One thing that separates swing trading from most of the other commonly used technical analysis strategies is the fact that critical support and resistance levels that have been established by the swing move can be used as clear levels for conservative profit targets. This is not something that can be seen when traders are employing a breakout or trend-based strategy.
For example, in long trades, we can see that prices have found a resistance and started to fall back. A long swing trade would have been established once this decline showed signs of ending (and coming back to resume the uptrend). So, at this stage, we are in a long position within the uptrend. Profit targets, however, will be set on approach of the resistance level seen previously. “The reason for this lies in the fact that even though we are in a strong uptrend,” said Haris Constantinou, currency analyst at TeleTrade , “there is still some chance that prices will once again find resistance in the same area as before.” This complicates things for bullish traders, and if you are generally of the conservative mindset it is prudent to simply close your trade and take your profits. With all of this in mind, swing trading allows for a more conservative approach, which calls for profit targets at clear resistance levels.

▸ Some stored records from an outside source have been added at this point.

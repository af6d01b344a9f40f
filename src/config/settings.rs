//! Application settings

use crate::core::master::RtuTiming;
use crate::core::transport::SerialSettings;
use serde::{Deserialize, Serialize};
use std::path::{Path, PathBuf};
use std::time::Duration;
use thiserror::Error;

/// Configuration errors
#[derive(Error, Debug)]
pub enum ConfigError {
    /// File could not be read or written
    #[error("Config I/O error: {0}")]
    Io(#[from] std::io::Error),

    /// File is not valid TOML for this schema
    #[error("Config parse error: {0}")]
    Parse(#[from] toml::de::Error),

    /// Settings could not be rendered as TOML
    #[error("Config serialize error: {0}")]
    Serialize(#[from] toml::ser::Error),

    /// No home or config directory on this platform
    #[error("Could not determine config directory")]
    NoConfigDir,
}

/// Application configuration
#[derive(Debug, Clone, PartialEq, Serialize, Deserialize, Default)]
#[serde(default)]
pub struct AppConfig {
    /// Serial line
    pub serial: SerialSettings,
    /// RTU exchange timing
    pub rtu: RtuTiming,
    /// Text protocol exchanges
    pub ascii: AsciiConfig,
    /// ADAM-4055 module
    pub adam: AdamConfig,
}

impl AppConfig {
    /// Load config from `path`; a missing file yields defaults
    pub fn load(path: &Path) -> Result<Self, ConfigError> {
        if !path.exists() {
            tracing::debug!(path = %path.display(), "No config file, using defaults");
            return Ok(Self::default());
        }
        let content = std::fs::read_to_string(path)?;
        Ok(toml::from_str(&content)?)
    }

    /// Load config from the default location
    pub fn load_default() -> Result<Self, ConfigError> {
        Self::load(&Self::default_path()?)
    }

    /// Save config to `path`, creating parent directories
    pub fn save(&self, path: &Path) -> Result<(), ConfigError> {
        if let Some(parent) = path.parent() {
            std::fs::create_dir_all(parent)?;
        }
        let content = toml::to_string_pretty(self)?;
        std::fs::write(path, content)?;
        Ok(())
    }

    /// Default config file location
    pub fn default_path() -> Result<PathBuf, ConfigError> {
        super::default_config_path().ok_or(ConfigError::NoConfigDir)
    }
}

/// Text protocol settings
#[derive(Debug, Clone, PartialEq, Serialize, Deserialize)]
#[serde(default)]
pub struct AsciiConfig {
    /// Overall ceiling for one exchange, in milliseconds
    pub read_timeout_ms: u64,
    /// Appended to commands and expected at the end of replies
    pub terminator: String,
}

impl AsciiConfig {
    /// Exchange ceiling
    pub fn read_timeout(&self) -> Duration {
        Duration::from_millis(self.read_timeout_ms)
    }
}

impl Default for AsciiConfig {
    fn default() -> Self {
        Self {
            read_timeout_ms: 5000,
            terminator: "\r".to_string(),
        }
    }
}

/// ADAM-4055 settings
#[derive(Debug, Clone, Copy, PartialEq, Eq, Serialize, Deserialize)]
#[serde(default)]
pub struct AdamConfig {
    /// Module address
    pub address: u8,
    /// Overall ceiling for one exchange, in milliseconds
    pub read_timeout_ms: u64,
}

impl AdamConfig {
    /// Exchange ceiling
    pub fn read_timeout(&self) -> Duration {
        Duration::from_millis(self.read_timeout_ms)
    }
}

impl Default for AdamConfig {
    fn default() -> Self {
        Self {
            address: 1,
            read_timeout_ms: 15000,
        }
    }
}

#[cfg(test)]
mod tests {
    use super::*;
    use crate::core::transaction::IdleMode;
    use crate::core::transport::{SerialParity, SerialStopBits};

    #[test]
    fn missing_file_yields_defaults() {
        let dir = tempfile::tempdir().unwrap();
        let config = AppConfig::load(&dir.path().join("absent.toml")).unwrap();
        assert_eq!(config, AppConfig::default());
        assert_eq!(config.serial.baud_rate, 38400);
        assert_eq!(config.rtu.read_timeout_ms, 5000);
        assert_eq!(config.adam.read_timeout_ms, 15000);
        assert_eq!(config.ascii.terminator, "\r");
    }

    #[test]
    fn partial_file_fills_defaults() {
        let dir = tempfile::tempdir().unwrap();
        let path = dir.path().join("rtupoll.toml");
        std::fs::write(
            &path,
            r#"
[serial]
port = "/dev/ttyUSB0"
baud_rate = 9600
parity = "even"
stop_bits = "two"

[rtu]
idle = { fixed_ms = 100 }
"#,
        )
        .unwrap();

        let config = AppConfig::load(&path).unwrap();
        assert_eq!(config.serial.port, "/dev/ttyUSB0");
        assert_eq!(config.serial.baud_rate, 9600);
        assert_eq!(config.serial.parity, SerialParity::Even);
        assert_eq!(config.serial.stop_bits, SerialStopBits::Two);
        assert_eq!(config.serial.data_bits, 8);
        assert_eq!(config.rtu.idle, IdleMode::FixedMs(100));
        assert_eq!(config.rtu.read_timeout_ms, 5000);
        assert_eq!(config.adam.address, 1);
    }

    #[test]
    fn save_then_load() {
        let dir = tempfile::tempdir().unwrap();
        let path = dir.path().join("nested").join("rtupoll.toml");
        let mut config = AppConfig::default();
        config.serial.port = "COM7".to_string();
        config.rtu.idle = IdleMode::CharTimes(4.0);
        config.rtu.auto_open = true;
        config.adam.address = 0x12;

        config.save(&path).unwrap();
        assert_eq!(AppConfig::load(&path).unwrap(), config);
    }

    #[test]
    fn invalid_toml_is_a_parse_error() {
        let dir = tempfile::tempdir().unwrap();
        let path = dir.path().join("rtupoll.toml");
        std::fs::write(&path, "[serial\nport = 1").unwrap();
        assert!(matches!(AppConfig::load(&path), Err(ConfigError::Parse(_))));
    }
}
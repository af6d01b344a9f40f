//! Line-terminated ASCII exchanges
//!
//! Some modules answer in plain text ended by a terminator such as CR. The
//! exchange follows the same lock and discard discipline as RTU but completes
//! on the terminator instead of line silence.

use super::bus::Bus;
use super::protocol::Timing;
use super::transport::{Connector, SerialConnector, SerialSettings, Transport, TransportError};
use chrono::Local;
use std::thread;
use std::time::{Duration, Instant};

const POLL_INTERVAL: Duration = Duration::from_millis(1);

/// A completed text exchange
#[derive(Debug, Clone, PartialEq)]
pub struct AsciiReply {
    /// Command as given, without terminator
    pub sent: String,
    /// Reply text with the terminator stripped
    pub received: String,
    /// Exchange timing
    pub timing: Timing,
}

/// Result of one text exchange
#[derive(Debug)]
pub enum AsciiOutcome {
    /// Terminated reply received
    Success(AsciiReply),
    /// No port was open; nothing was written
    PortNotOpen,
    /// No terminated reply before the deadline
    Timeout {
        /// Text received so far
        partial: String,
    },
    /// The transport failed mid-exchange
    Fault(TransportError),
}

impl AsciiOutcome {
    /// True for `Success`
    pub fn is_success(&self) -> bool {
        matches!(self, AsciiOutcome::Success(_))
    }

    /// True for `Timeout`
    pub fn is_timeout(&self) -> bool {
        matches!(self, AsciiOutcome::Timeout { .. })
    }

    /// Reply text of a successful exchange
    pub fn reply(&self) -> Option<&str> {
        match self {
            AsciiOutcome::Success(reply) => Some(&reply.received),
            _ => None,
        }
    }
}

/// Write `command` + `terminator` and read until the terminator arrives.
///
/// Bytes are taken as Latin-1 characters; stops after `read_timeout`.
pub fn exchange_line(
    port: &mut dyn Transport,
    command: &str,
    terminator: &str,
    read_timeout: Duration,
) -> AsciiOutcome {
    match run_exchange_line(port, command, terminator, read_timeout) {
        Ok(outcome) => outcome,
        Err(e) => {
            tracing::warn!(port = %port.name(), "Transport fault during exchange: {}", e);
            AsciiOutcome::Fault(e)
        }
    }
}

fn run_exchange_line(
    port: &mut dyn Transport,
    command: &str,
    terminator: &str,
    read_timeout: Duration,
) -> Result<AsciiOutcome, TransportError> {
    port.discard_input()?;
    port.discard_output()?;

    let begin = Local::now();
    let start = Instant::now();
    let mut request = String::with_capacity(command.len() + terminator.len());
    request.push_str(command);
    request.push_str(terminator);
    tracing::debug!(tx = %request.escape_debug(), "Send");
    port.write_all(request.as_bytes())?;

    let mut received = String::new();
    let mut to_last_byte = Duration::ZERO;
    let mut chunk = [0u8; 64];

    loop {
        let elapsed = start.elapsed();
        if elapsed > read_timeout {
            break;
        }
        if port.bytes_available()? > 0 {
            let n = port.read(&mut chunk)?;
            received.extend(chunk[..n].iter().map(|&b| char::from(b)));
            if n > 0 {
                to_last_byte = elapsed;
            }
        } else if !received.is_empty() && received.ends_with(terminator) {
            received.truncate(received.len() - terminator.len());
            tracing::debug!(rx = %received.escape_debug(), "Recv");
            return Ok(AsciiOutcome::Success(AsciiReply {
                sent: command.to_string(),
                received,
                timing: Timing {
                    begin,
                    to_last_byte,
                    total: start.elapsed(),
                },
            }));
        } else {
            thread::sleep(POLL_INTERVAL);
        }
    }

    Ok(AsciiOutcome::Timeout { partial: received })
}

/// Text protocol link over its own bus
pub struct AsciiLink {
    bus: Bus,
    read_timeout: Duration,
    terminator: String,
}

impl AsciiLink {
    /// Link on a real serial line
    pub fn new(settings: SerialSettings, read_timeout: Duration, terminator: &str) -> Self {
        Self::with_connector(settings, read_timeout, terminator, Box::new(SerialConnector))
    }

    /// Link opening its line through `connector`
    pub fn with_connector(
        settings: SerialSettings,
        read_timeout: Duration,
        terminator: &str,
        connector: Box<dyn Connector>,
    ) -> Self {
        Self {
            bus: Bus::new(settings, connector),
            read_timeout,
            terminator: terminator.to_string(),
        }
    }

    /// The underlying bus
    pub fn bus(&self) -> &Bus {
        &self.bus
    }

    /// Line terminator appended to commands and expected on replies
    pub fn terminator(&self) -> &str {
        &self.terminator
    }

    /// Send `command` and wait for a terminated reply
    pub fn send_and_receive(&self, command: &str) -> AsciiOutcome {
        self.bus
            .with_port(|port| exchange_line(port, command, &self.terminator, self.read_timeout))
            .unwrap_or(AsciiOutcome::PortNotOpen)
    }
}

In short trade scenarios, we can see that prices have found a level of major support and have then started to rise. A short swing trade would have been established once this rally showed signs of ending (and coming back to resume the downtrend). At this stage, we would be in a short position within the downtrend. Profit targets would need to be set on approach of the support level seen previously because even though we are in a strong downtrend, there is still some chance that prices will once again find support in the same area as before. Because of this, we look for profit targets at clearly defined support levels.
Key Advantages When Using These Strategies
Swing trades can offer investors important alternative strategy options whenother types of methods (such as a breakout approach) are not appropriate given the state of market conditions. In these cases, switching an approach to an alternative method (such as a swing trade) can give traders some additional flexibility that can be adapted to the current market conditions. One similar element that should be clear in both of these strategies, however, is that they are primarily technical in nature and rely mostly of chart formations and price behavior. Swing strategies have the added advantage of allowing traders to buy low and sell high, while at the same time enabling positions to capitalize on the strong momentum that is seen in the underlying trend.